Пусть и запоздало (так суждено было) некоторая черствость наших отношений стала смягчаться радостью душевного узнавания. Я долго не признавал учительство Белова, но оно, оказывается, тлело во мне, как уголёк в загнетке русской печи, чтобы разжечь сушинку любви и охоты к познанию крестьянского мира.
Помнится,
Оказалось, в светлой душе рождаются светлые чувства, высказанные всем нам светлыми словами, возбуждающими в нас дух, и этот дух, расширяясь, вовлекает в свою орбиту множество сторонних, пока чужих людей, но уже готовых к родству. И это тоже цепь незримая, которая нас оковывает, но мы этой странной добровольной каторгой не тяготимся, но тянемся к ней. Это вспыхивает подзабытое, но тлеющее внутри каждого русского глубинное национальное чувство, как основание натуры, которой необходим миръ. Сама простота излилась из-под пера Василия Белова, и чего на неё закидывать взгляд? Но какая сложная она, эта простота, непостижная в своей глубине, вот так же сложен и прост в своих устремлениях и переживаниях сам русский народ. Оттого столько шуму и наделало в России "Привычное дело" — без особого сюжета, вроде бы, без интриги, без вспышки чувств, тихая, непритязательная деревенская судьба, "обыкновенная история", о какую и не споткнется бесталанный, безнациональный литератор. Белов напомнил широко известное ещё задолго до Горького, но изрядно подзабытое: о самом сложном можно писать вот так, по-крестьянски просто, певуче, образно, без всяких кулинарных изысков, без пряностей и копченостей, без надрыва и кровопусканий — но душу-то, братцы мои, изымает из груди… Это разве не диво?! Помню, что некоторые слова из "Привычного дела" я даже выпевал по слогам, катал на языке, пробуя на вкус, как нечто осязаемое, будто сладкий корень саранки, добытой из весенней пашни…

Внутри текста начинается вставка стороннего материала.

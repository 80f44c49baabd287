use std::env;

use crate::optimization::status::IterationRecord;

#[derive(Debug, Clone)]
pub struct DiagnosticsConfig {
    pub enabled: bool,
    pub every: usize,
}

impl DiagnosticsConfig {
    pub fn from_env() -> Self {
        let enabled = match env::var("TRAJOPT_DIAGNOSTICS") {
            Ok(v) => v != "0" && v.to_lowercase() != "false",
            Err(_) => false,
        };

        let every = env::var("TRAJOPT_DIAGNOSTICS_EVERY")
            .ok()
            .and_then(|v| v.parse::<usize>().ok())
            .filter(|&v| v > 0)
            .unwrap_or(1);

        Self { enabled, every }
    }

    /// Environment settings, switched on when the solve config asks for it.
    pub fn resolve(requested: bool) -> Self {
        let mut config = Self::from_env();
        config.enabled |= requested;
        config
    }

    #[inline]
    pub fn should_log(&self, iter: usize) -> bool {
        self.enabled && (iter % self.every == 0)
    }
}

pub(crate) fn print_header() {
    eprintln!(
        "{:>5} {:>1} {:>14} {:>10} {:>10} {:>9} {:>9} {:>9} {:>4}",
        "iter", "", "cost", "θ", "kkt err", "μ", "α", "δ", "fac"
    );
}

pub(crate) fn print_record(r: &IterationRecord) {
    eprintln!(
        "{:>5} {:>1} {:>14.7e} {:>10.3e} {:>10.3e} {:>9.2e} {:>9.2e} {:>9.2e} {:>4}",
        r.iteration,
        if r.restoration { "r" } else { "" },
        r.cost,
        r.constraint_violation,
        r.kkt_error,
        r.mu,
        r.alpha,
        r.regularization,
        r.factorizations
    );
}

До прочтения повести Белова жизнь деревенская казалась слишком опрощенной, приземленной, "каравой", куда бы мой взгляд ни нацеливался. Ничего-то в ней выдающегося, в этой бытовой зыбучей болотине, в которой легко утонет всякое романтическое чувство. Белов не только пробудил моё внутреннее зрение к русскому слову, но он высветил красоту крестьянской жизни посреди матери-сырой земли. Она жила, конечно, всегда, но как бы задрапированная в серые непроницаемые покрова, из-за которых не просвечивало ничего притягательного, волнующего сердце. И мы думали, что там, за мрачными пологами, всё глухо, неотзывисто и не нужно с их грязью, неверием и беспробудным пьянством. Белов же драпировку скинул, а там особенная, в диковинку, истинная природная жизнь! Вот я и очнулся и с новым чувством стал ездить по Северам, и глубинное направление моих мыслей коренным образом переменилось ещё неведомо для меня…
Ведь Белов изрядно езживал по чужим странам, но ничего не написалось подобного "Плотницким рассказам". Даже Тургенев, половину жизни прозябавший в Париже, ничего толкового не приобрел для ума, чем бы можно поделиться с Россией. Значит, весь мир с его страстями — за окном родимого дома, в душе и сердце писателя. И этот урок я принял от Василия Ивановича как истину, и если вспыхивало порою желание кинуться за кордон и поглазеть на людские нравы, то скоро это мечтание сгорало, не оставляя даже пепла, а из праха и поваренку не слепить, чем бы можно помешивать прозаические "шти".